More visas for Afghans who helped US included in spending bill

Visas are set to become available to those who worked with US forces during American occupation of Afghanistan.

 Afghan refugee children hold signs meant to grab the attention of the White House during this week's protests in Abu Dhabi (photo credit: FROM THE MEDIA LINE)
Afghan refugee children hold signs meant to grab the attention of the White House during this week's protests in Abu Dhabi
(photo credit: FROM THE MEDIA LINE)

A provision to provide 4,000 more visas for Afghans who worked with the United States was included in a massive government spending bill unveiled on Monday, along with an extension of the Special Immigrant Visa (SIV) program until 2024.

SIVs are available to many Afghans who aided US forces as interpreters and translators, as well as in other roles, and who fear reprisals by the Taliban, the Islamist militant group that swiftly seized the country when US forces withdrew in August 2021.

But while thousands have come to the United States under the program, many thousands more remain in the country, delayed by a complicated vetting process that can move at a snail's pace.
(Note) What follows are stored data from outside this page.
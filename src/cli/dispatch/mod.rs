use crate::cli::actions::Action;
use anyhow::Result;

pub fn handler(matches: &clap::ArgMatches) -> Result<Action> {
    Ok(Action::Server {
        port: matches.get_one::<u16>("port").copied().unwrap_or(8080),
        auth_api_url: matches
            .get_one("auth-api-url")
            .map(|s: &String| s.to_string())
            .ok_or_else(|| anyhow::anyhow!("missing required argument: --auth-api-url"))?,
    })
}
Advocates estimate there could be 60,000 left who worked with Americans during the 20-year occupation.

Paying it forward to those who helped US forces

The program's inclusion in the omnibus means it will not expire next year, which was a risk after it was not extended in the annual National Defense Authorization Act passed this month.
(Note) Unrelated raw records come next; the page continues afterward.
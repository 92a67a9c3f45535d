use anyhow::Result;
use axum::{
    body::Body,
    extract::{Extension, MatchedPath},
    http::{HeaderName, HeaderValue, Request},
    routing::get,
    Router,
};
use std::sync::Arc;
use tokio::net::TcpListener;
use tower::ServiceBuilder;
use tower_http::{
    request_id::PropagateRequestIdLayer, set_header::SetRequestHeaderLayer, trace::TraceLayer,
};
use tracing::{info, info_span, Span};
use url::Url;
use uuid::Uuid;

use crate::csrf::CsrfSigner;

pub mod client;
pub mod handlers;

use client::AuthClient;

#[allow(clippy::doc_markdown, clippy::needless_raw_string_hashes)]
pub mod built_info {
    include!(concat!(env!("OUT_DIR"), "/built.rs"));
}

pub const GIT_COMMIT_HASH: &str = match built_info::GIT_COMMIT_HASH {
    Some(hash) => hash,
    None => "unknown",
};

pub static APP_USER_AGENT: &str = concat!(env!("CARGO_PKG_NAME"), "/", env!("CARGO_PKG_VERSION"),);

/// Build the application router.
///
/// Kept separate from [`new`] so tests can drive the exact same routes and
/// layers without binding a socket.
pub fn router(client: Arc<AuthClient>, signer: Arc<CsrfSigner>) -> Router {
    Router::new()
        .route("/health", get(handlers::health))
        .route(
            "/registration",
            get(handlers::registration::new_flow).post(handlers::registration::submit_flow),
        )
        .layer(
            ServiceBuilder::new()
                .layer(SetRequestHeaderLayer::if_not_present(
                    HeaderName::from_static("x-request-id"),
                    |_req: &_| HeaderValue::from_str(Uuid::new_v4().to_string().as_str()).ok(),
                ))
                .layer(PropagateRequestIdLayer::new(HeaderName::from_static(
                    "x-request-id",
                )))
                .layer(TraceLayer::new_for_http().make_span_with(make_span))
                .layer(Extension(client))
                .layer(Extension(signer)),
        )
}

/// Start the server
///
/// # Errors
///
/// Returns an error if the auth API client cannot be built or the listener
/// cannot bind.
pub async fn new(port: u16, auth_api_url: Url, signer: CsrfSigner) -> Result<()> {
    let client = Arc::new(AuthClient::new(auth_api_url)?);

    let app = router(client, Arc::new(signer));

    let listener = TcpListener::bind(format!("::0:{port}")).await?;

    info!("Listening on [::]:{port}");

    axum::serve(listener, app.into_make_service()).await?;

    Ok(())
}

fn make_span(request: &Request<Body>) -> Span {
    let request_id = request
        .headers()
        .get("x-request-id")
        .and_then(|val| val.to_str().ok())
        .unwrap_or("none");
    let matched_path = request
        .extensions()
        .get::<MatchedPath>()
        .map_or_else(|| request.uri().path(), MatchedPath::as_str);

    info_span!(
        "http.request",
        http.method = %request.method(),
        http.route = matched_path,
        request_id
    )
}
Backers of the SIV program have pushed for its expansion for years, despite stiff opposition from opponents who insist an influx of Afghans could pose a security threat.

 AFGHAN REFUGEES arrive at Dulles International Airport in Virginia in September. (credit: KEVIN LAMARQUE/REUTERS) AFGHAN REFUGEES arrive at Dulles International Airport in Virginia in September. (credit: KEVIN LAMARQUE/REUTERS)

"This is about upholding the vow we made to the brave individuals who risked their lives and the safety of their families for the US mission," Senator Jeanne Shaheen, a leader of the fight for the provision, said in a statement.